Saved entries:
•••••
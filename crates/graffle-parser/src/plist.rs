//! Apple property-list XML decoding.

use log::{debug, trace};
use roxmltree::{Document, Node, ParsingOptions};

use crate::{
    error::{ParseError, Result},
    value::{Dict, Value},
};

/// Deepest `<dict>`/`<array>` nesting accepted by [`decode`].
pub const MAX_NESTING: usize = 512;

/// Decodes property-list XML into a [`Value`] tree.
///
/// The `<plist>` wrapper element is skipped and its single payload value is
/// returned. A document whose root element is itself a plist value (`<dict>`,
/// `<array>`, ...) is decoded directly.
///
/// # Errors
///
/// Returns [`ParseError::MalformedMarkup`] when the XML cannot be parsed,
/// when no payload value exists, when an element is not a valid plist
/// value, or when containers nest deeper than [`MAX_NESTING`].
pub fn decode(markup: &str) -> Result<Value> {
    // Property lists always carry a DOCTYPE pointing at Apple's DTD.
    let options = ParsingOptions {
        allow_dtd: true,
        ..ParsingOptions::default()
    };
    let document = Document::parse_with_options(markup, options)
        .map_err(|err| ParseError::MalformedMarkup(err.to_string()))?;

    let root = document.root_element();
    let payload = if root.has_tag_name("plist") {
        root.children()
            .find(Node::is_element)
            .ok_or_else(|| ParseError::MalformedMarkup("empty <plist> element".to_string()))?
    } else {
        root
    };

    debug!(root = payload.tag_name().name(); "Decoding property list");
    decode_node(payload, 0)
}

fn decode_node(node: Node<'_, '_>, depth: usize) -> Result<Value> {
    let tag = node.tag_name().name();
    trace!(tag, depth; "Decoding element");

    if depth > MAX_NESTING {
        return Err(malformed(
            node,
            format!("values nested deeper than {MAX_NESTING} levels"),
        ));
    }

    match tag {
        "dict" => decode_dict(node, depth).map(Value::Dict),
        "array" => node
            .children()
            .filter(Node::is_element)
            .map(|child| decode_node(child, depth + 1))
            .collect::<Result<Vec<_>>>()
            .map(Value::Array),
        "string" | "date" | "data" => Ok(Value::String(text_of(node))),
        "real" => {
            let text = text_of(node);
            text.trim()
                .parse()
                .map(Value::Real)
                .map_err(|_| malformed(node, format!("invalid real `{text}`")))
        }
        "integer" => {
            let text = text_of(node);
            text.trim()
                .parse()
                .map(Value::Integer)
                .map_err(|_| malformed(node, format!("invalid integer `{text}`")))
        }
        "true" => Ok(Value::Bool(true)),
        "false" => Ok(Value::Bool(false)),
        other => Err(malformed(node, format!("unexpected element <{other}>"))),
    }
}

fn decode_dict(node: Node<'_, '_>, depth: usize) -> Result<Dict> {
    let mut dict = Dict::new();
    let mut children = node.children().filter(Node::is_element);

    while let Some(key_node) = children.next() {
        if !key_node.has_tag_name("key") {
            return Err(malformed(
                key_node,
                format!("expected <key>, found <{}>", key_node.tag_name().name()),
            ));
        }
        let key = text_of(key_node);
        let value_node = children
            .next()
            .ok_or_else(|| malformed(key_node, format!("key `{key}` has no value")))?;
        dict.insert(key, decode_node(value_node, depth + 1)?);
    }

    Ok(dict)
}

/// Concatenates the text children of an element. Entities and CDATA
/// sections may split the text into several nodes.
fn text_of(node: Node<'_, '_>) -> String {
    node.children()
        .filter(Node::is_text)
        .filter_map(|child| child.text())
        .collect()
}

fn malformed(node: Node<'_, '_>, message: String) -> ParseError {
    let pos = node.document().text_pos_at(node.range().start);
    ParseError::MalformedMarkup(format!("{message} at {}:{}", pos.row, pos.col))
}
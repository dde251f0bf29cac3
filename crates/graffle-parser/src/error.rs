//! Error type for the graffle2svg decoders.

use thiserror::Error;

/// Errors raised while decoding property lists, coordinates or rich text.
#[derive(Debug, Clone, PartialEq, Error)]
pub enum ParseError {
    /// The property-list markup could not be parsed.
    #[error("malformed markup: {0}")]
    MalformedMarkup(String),

    /// A Cocoa coordinate string such as `{{0, 0}, {10, 10}}` was invalid.
    #[error("invalid coordinates `{input}`: {reason}")]
    InvalidCoordinates { input: String, reason: String },

    /// The RTF label text could not be tokenized.
    #[error("invalid rich text at byte {offset}")]
    InvalidRichText { offset: usize },
}

pub(crate) type Result<T> = std::result::Result<T, ParseError>;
•••••
- [What you have to do]:
Copy each line of the entries in which the string "when" is found.

- [Answer space]:
/// Returns [`ParseError::MalformedMarkup`] when the XML cannot be parsed,
/// when no payload value exists, when an element is not a valid plist
/// value, or when containers nest deeper than [`MAX_NESTING`].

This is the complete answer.